Segundo relatório conjunto dos ministérios da Fazenda e do Planejamento, a justificativa para a elevação do corte está no aumento das projeções de despesas obrigatórias — com destaque para gastos com Benefício de Prestação Continuada (BPC), saúde, abono salarial, seguro-desemprego e repasses a governos estaduais e municipais. Esses aumentos têm mais do que compensado economias projetadas em outras áreas, como benefícios previdenciários, folha de pagamento e subsídios. 

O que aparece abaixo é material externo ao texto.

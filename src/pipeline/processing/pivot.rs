//! Slot pivot: collapses a variable number of child records per parent group
//! into a fixed number of named slots for flat tabular reports.
//!
//! Within a group children are ranked by ascending rank text (byte-wise,
//! case-sensitive, ties kept in input order). Ranks `1..=N` land in
//! `SLOT_1..SLOT_N`; anything ranked past `N` is dropped. The drop is a
//! capacity limit of the report layout, not an error.

use std::collections::HashMap;

use tracing::debug;

use crate::pipeline::report_spec::PivotSpec;
use crate::types::RawRow;

/// Composite identifier of the parent a child record belongs to.
#[derive(Debug, Clone, PartialEq, Eq, Hash, PartialOrd, Ord)]
pub struct GroupKey(pub String, pub String);

impl GroupKey {
    pub fn new(first: impl Into<String>, second: impl Into<String>) -> Self {
        Self(first.into(), second.into())
    }

    /// Read a key from two columns of `row`. `None` when either part is null.
    pub fn from_row(row: &RawRow, columns: &[String; 2]) -> Option<Self> {
        let first = row.text(&columns[0])?;
        let second = row.text(&columns[1])?;
        Some(Self(first, second))
    }
}

/// A child record: the value it is ranked by and the value it carries.
#[derive(Debug, Clone, PartialEq, Eq)]
pub struct ChildRecord {
    pub key: GroupKey,
    /// `None` ranks before any text.
    pub rank: Option<String>,
    pub payload: Option<String>,
}

impl ChildRecord {
    pub fn new(key: GroupKey, rank: impl Into<String>, payload: Option<String>) -> Self {
        Self {
            key,
            rank: Some(rank.into()),
            payload,
        }
    }

    /// Extract a child record from a raw child row. Rows without a complete
    /// group key cannot belong to any parent and yield `None`.
    pub fn from_row(row: &RawRow, pivot: &PivotSpec) -> Option<Self> {
        let key = GroupKey::from_row(row, &pivot.child_key)?;
        Some(Self {
            key,
            rank: row.text(&pivot.rank_column),
            payload: row.text(&pivot.payload_column),
        })
    }
}

/// Which part of a slotted child a report column shows.
#[derive(Debug, Clone, Copy, PartialEq, Eq)]
pub enum SlotPart {
    Rank,
    Payload,
}

/// The slotted children of one group.
#[derive(Debug, Clone, PartialEq, Eq)]
pub struct SlotAssignment {
    slot_count: usize,
    ranked: Vec<ChildRecord>,
    primary: Option<String>,
    dropped: usize,
}

impl SlotAssignment {
    /// All slots null, no primary.
    pub fn empty(slot_count: usize) -> Self {
        Self {
            slot_count,
            ranked: Vec::new(),
            primary: None,
            dropped: 0,
        }
    }

    /// Child in 1-based `position`, if that slot is filled.
    pub fn slot(&self, position: usize) -> Option<&ChildRecord> {
        position.checked_sub(1).and_then(|index| self.ranked.get(index))
    }

    pub fn value(&self, position: usize, part: SlotPart) -> Option<&str> {
        let child = self.slot(position)?;
        match part {
            SlotPart::Rank => child.rank.as_deref(),
            SlotPart::Payload => child.payload.as_deref(),
        }
    }

    /// Payload of the rank-1 child.
    pub fn primary(&self) -> Option<&str> {
        self.primary.as_deref()
    }

    /// `SLOT_1..SLOT_N` with the payload of each slot.
    pub fn named_slots(&self) -> Vec<(String, Option<String>)> {
        (1..=self.slot_count)
            .map(|position| {
                (
                    format!("SLOT_{position}"),
                    self.value(position, SlotPart::Payload).map(str::to_string),
                )
            })
            .collect()
    }

    /// Children cut off by the slot capacity.
    pub fn dropped(&self) -> usize {
        self.dropped
    }
}

/// Slot assignments for every group seen in one batch of children.
#[derive(Debug, Clone)]
pub struct PivotTable {
    groups: HashMap<GroupKey, SlotAssignment>,
    empty: SlotAssignment,
}

impl PivotTable {
    /// Assignment for `key`; unknown or missing keys get all-null slots.
    pub fn assignment(&self, key: Option<&GroupKey>) -> &SlotAssignment {
        key.and_then(|k| self.groups.get(k)).unwrap_or(&self.empty)
    }

    pub fn group_count(&self) -> usize {
        self.groups.len()
    }

    /// Children dropped across all groups.
    pub fn dropped_total(&self) -> usize {
        self.groups.values().map(SlotAssignment::dropped).sum()
    }
}

/// Assembles child records into fixed-size slot assignments.
#[derive(Debug, Clone, Copy)]
pub struct SlotPivot {
    slot_count: usize,
}

impl SlotPivot {
    pub fn new(slot_count: usize) -> Self {
        Self { slot_count }
    }

    pub fn assemble<I>(&self, children: I) -> PivotTable
    where
        I: IntoIterator<Item = ChildRecord>,
    {
        let mut partitions: HashMap<GroupKey, Vec<ChildRecord>> = HashMap::new();
        for child in children {
            partitions.entry(child.key.clone()).or_default().push(child);
        }

        let groups = partitions
            .into_iter()
            .map(|(key, mut members)| {
                // `sort_by` is stable, so equal ranks keep their input order.
                members.sort_by(|a, b| a.rank.cmp(&b.rank));
                let primary = members.first().and_then(|c| c.payload.clone());
                let dropped = members.len().saturating_sub(self.slot_count);
                if dropped > 0 {
                    debug!(
                        group = ?key,
                        dropped,
                        slot_count = self.slot_count,
                        "children beyond slot capacity dropped"
                    );
                }
                members.truncate(self.slot_count);
                let assignment = SlotAssignment {
                    slot_count: self.slot_count,
                    ranked: members,
                    primary,
                    dropped,
                };
                (key, assignment)
            })
            .collect();

        PivotTable {
            groups,
            empty: SlotAssignment::empty(self.slot_count),
        }
    }
}

#[cfg(test)]
mod tests {
    use super::*;

    fn child(key: &GroupKey, rank: &str, payload: &str) -> ChildRecord {
        ChildRecord::new(key.clone(), rank, Some(payload.to_string()))
    }

    #[test]
    fn test_eight_children_fill_six_slots_in_rank_order() {
        let key = GroupKey::new("emp-1", "flt-9");
        let names = ["hotel", "bravo", "golf", "alpha", "foxtrot", "echo", "delta", "charlie"];
        let children = names
            .iter()
            .map(|n| child(&key, n, &format!("{n} payload")));

        let table = SlotPivot::new(6).assemble(children);
        let assignment = table.assignment(Some(&key));

        let slots = assignment.named_slots();
        assert_eq!(slots.len(), 6);
        let expected = ["alpha", "bravo", "charlie", "delta", "echo", "foxtrot"];
        for (i, (name, value)) in slots.iter().enumerate() {
            assert_eq!(name, &format!("SLOT_{}", i + 1));
            assert_eq!(value.as_deref(), Some(format!("{} payload", expected[i]).as_str()));
        }
        assert_eq!(assignment.slot(7), None);
        assert_eq!(assignment.dropped(), 2);
        assert_eq!(assignment.primary(), slots[0].1.as_deref());
        assert_eq!(table.dropped_total(), 2);
    }

    #[test]
    fn test_group_without_children_is_all_null() {
        let table = SlotPivot::new(6).assemble(Vec::new());
        let assignment = table.assignment(Some(&GroupKey::new("a", "b")));

        assert_eq!(assignment.named_slots().len(), 6);
        assert!(assignment.named_slots().iter().all(|(_, v)| v.is_none()));
        assert_eq!(assignment.primary(), None);
        assert_eq!(table.assignment(None).primary(), None);
    }

    #[test]
    fn test_ranking_is_case_sensitive_and_stable() {
        let key = GroupKey::new("1", "1");
        let children = vec![
            child(&key, "b", "first b"),
            child(&key, "B", "upper B"),
            child(&key, "b", "second b"),
            child(&key, "a", "a"),
        ];

        let table = SlotPivot::new(6).assemble(children);
        let assignment = table.assignment(Some(&key));

        // Uppercase sorts before lowercase byte-wise.
        assert_eq!(assignment.value(1, SlotPart::Payload), Some("upper B"));
        assert_eq!(assignment.value(2, SlotPart::Payload), Some("a"));
        assert_eq!(assignment.value(3, SlotPart::Payload), Some("first b"));
        assert_eq!(assignment.value(4, SlotPart::Payload), Some("second b"));
        assert_eq!(assignment.value(4, SlotPart::Rank), Some("b"));
        assert_eq!(assignment.value(5, SlotPart::Payload), None);
    }

    #[test]
    fn test_groups_are_independent() {
        let left = GroupKey::new("emp-1", "flt-1");
        let right = GroupKey::new("emp-1", "flt-2");
        let children = vec![
            child(&left, "zulu", "L-z"),
            child(&right, "alpha", "R-a"),
            child(&left, "mike", "L-m"),
        ];

        let table = SlotPivot::new(2).assemble(children);
        assert_eq!(table.group_count(), 2);
        assert_eq!(table.assignment(Some(&left)).primary(), Some("L-m"));
        assert_eq!(table.assignment(Some(&right)).primary(), Some("R-a"));
        assert_eq!(table.assignment(Some(&right)).slot(2), None);
    }

    #[test]
    fn test_null_rank_sorts_first() {
        let key = GroupKey::new("x", "y");
        let children = vec![
            child(&key, "alpha", "named"),
            ChildRecord {
                key: key.clone(),
                rank: None,
                payload: Some("unnamed".to_string()),
            },
        ];
        let table = SlotPivot::new(6).assemble(children);
        assert_eq!(table.assignment(Some(&key)).primary(), Some("unnamed"));
    }

    #[test]
    fn test_primary_survives_zero_capacity() {
        let key = GroupKey::new("x", "y");
        let table = SlotPivot::new(0).assemble(vec![child(&key, "a", "p")]);
        let assignment = table.assignment(Some(&key));
        assert!(assignment.named_slots().is_empty());
        assert_eq!(assignment.primary(), Some("p"));
        assert_eq!(assignment.dropped(), 1);
    }
}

Apesar do contingenciamento, o governo projeta que as contas federais ainda conseguirão rodar sem ultrapassar a meta do resultado primário, embora a margem de folga tenha despencado: de R$ 4,7 bilhões para apenas R$ 800 milhões. 
A previsão de déficit primário para 2025 é de R$ 30,2 bilhões, depois de deduzidas despesas que não são consideradas na meta fiscal. Com isso, o resultado esperado tecnicamente está dentro da meta de resultado zero ajustada pela tolerância legal, que corresponde a cerca de 0,25% do PIB, ou aproximadamente R$ 31 bilhões. Em julho, o déficit esperado era menor, estimado em R$ 26,3 bilhões. 
Entre outros ajustes fiscais, o governo também revisou para baixo a despesa primária total (agora estimada em R$ 2,417 trilhões, valor R$ 3,3 bilhões inferior à previsão de julho) e a receita líquida (projeção recuada em R$ 1,9 bilhão para R$ 2,344 trilhões) para o ano. 
O detalhamento dos novos cortes por ministério deverá ser divulgado até o final do mês.